REAL PEOPLE, REAL STORIES

Zach Leans on His Support System to Help Manage His Myasthenia Gravis*

Three years passed between the beginning of Zach’s symptoms and his myasthenia gravis (MG) diagnosis. Already dealing with multiple health problems related to a primary immune deficiency, he was frustrated when these new, undiagnosed symptoms muddied the waters and made it more difficult to get the care he needed. Using self-advocacy and support from other people living with MG, Zach pushed ahead and found constructive ways to accommodate his new diagnosis. The Oregon resident spoke with MG United about how his support system helped him readjust his life in positive ways.

Zach, thanks for speaking with us today. Could you start by telling us what your life was like before you were diagnosed with MG?

I was always active. Before I experienced any symptoms of myasthenia gravis, I was living in California, very near to the beach. I love the outdoors, so I used to take long hikes and go boogie boarding. I was working as a computer user interface designer, but I also volunteered at a pocket pet rescue that specialized in rats and guinea pigs. And I have a degree in directing, which led to an opportunity to direct an important play called Upstairs about the real-life arson that destroyed a New Orleans gay club in 1973. As a queer transgender man, this topic is especially important to me, and I was grateful for the opportunity to bring this story to life on stage.

Can you walk us through your myasthenia gravis story?

My first MG symptom was in 2013. I started having trouble tying my necktie. My hands hurt and were weak, so I made the fashion choice to start wearing a bolo tie. I thought the trouble might have been related to when I broke both of my elbows as a kid. A little while later, I started having trouble lifting my legs—even to get into the car. Those symptoms didn’t seem to be connected, so I didn’t correlate them.

In 2014, I developed blurry vision. Then, double vision. That freaked me out, so I went to the hospital. They ran some tests and told me it was a migraine. I’d had migraines before, but this didn’t feel like anything I’d ever experienced. I tried to tell them, but the doctor assured me it was a migraine and wrote me a prescription. A few days later, my vision cleared up and I carried on with my life. I had double vision again the next year. Again, the doctor said it was migraines.

By this time, I had already stopped working full time because of my other health issues. I continued to have problems with muscle weakness in my hands and legs along with the vision issues. One day, I was posting online about my symptoms when a woman said, “You have myasthenia gravis, like me.” I didn’t believe it at first. I got tested, but the tests came back negative, so no other tests were done. It wasn’t until later that I learned you could be seronegative and still have MG. By December 2015, I was using a motorized chair and some days I couldn’t sit up or even chew. In 2016, I went through more testing and was finally diagnosed with myasthenia gravis.

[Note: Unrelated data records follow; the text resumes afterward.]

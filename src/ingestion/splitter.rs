//! Splitting logical rows into fields.

use crate::error::{TableError, TableResult};
use crate::types::{Row, FIELD_DELIMITER};

/// Split one logical row (`"f0";"f1";...;"fN";`) into its fields.
///
/// The outer envelope (one leading `"` and one trailing `";`, or a bare trailing `"`) is removed
/// before splitting on `";"`. The field count is not checked here; the tokenizer already
/// guarantees it for rows it produced.
pub fn split_row(row: &str) -> Row {
    let inner = row.strip_prefix('"').unwrap_or(row);
    let inner = inner
        .strip_suffix("\";")
        .or_else(|| inner.strip_suffix('"'))
        .unwrap_or(inner);
    inner.split(FIELD_DELIMITER).map(str::to_string).collect()
}

/// Split every logical row.
///
/// # Errors
///
/// Returns [`TableError::InvalidArgument`] if `rows` is empty.
pub fn split_rows<S: AsRef<str>>(rows: &[S]) -> TableResult<Vec<Row>> {
    if rows.is_empty() {
        return Err(TableError::invalid_argument("no rows to split"));
    }
    Ok(rows.iter().map(|r| split_row(r.as_ref())).collect())
}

How has life changed because of myasthenia gravis?

Everything changed. I used to be able to do everyday things, like cooking, cleaning and going shopping. I was able to paint and draw, as I had done all my life. Even after I was on disability, I was still able to do most things with a little help. However, by the time I was diagnosed with MG, I could barely breathe and hardly stand. I couldn’t hold a paintbrush or a sketchbook. It felt like so much had been taken away from me.

Shortly after I was diagnosed, I bought a house in Oregon with accessibility modifications that would allow me to still be able to do some things on my own. It has a kitchen with low counters so I can do things while in my chair, a stair lift to get me between floors and accessible bathrooms with a roll-in shower.

By the time I was diagnosed with MG, I could barely breathe and hardly stand.

How did you adapt to all these changes going on in your life?

Mentally, I had to accept that everything had changed. I redefined my entire sense of self. How we see ourselves is connected to what we do, and when I went on disability and received my MG diagnosis, I had to stop defining myself as a user interface designer. I’ve struggled with health problems for most of my life, but MG was the one that really made me reframe my life.

But I didn’t slip into a “woe is me” mentality after my MG diagnosis. I try not to let my limitations from my MG frustrate me. Also, I see a therapist and I’m active in several online communities for myasthenia gravis. Having people that I can talk to who know what it’s like to have MG has been a comfort, and I’ve learned so much from them.

Once my MG was being treated, I began physical and occupational therapy, which helped me regain some of my mobility. Also, I started using forearm crutches, which helped enable me to do things with my hands while I’m standing. When I bought my house in Oregon, I hired a designer with a history of working on buildings to make them Americans with Disabilities Act (ADA) compliant. I realize just how fortunate I am that I could afford to do that.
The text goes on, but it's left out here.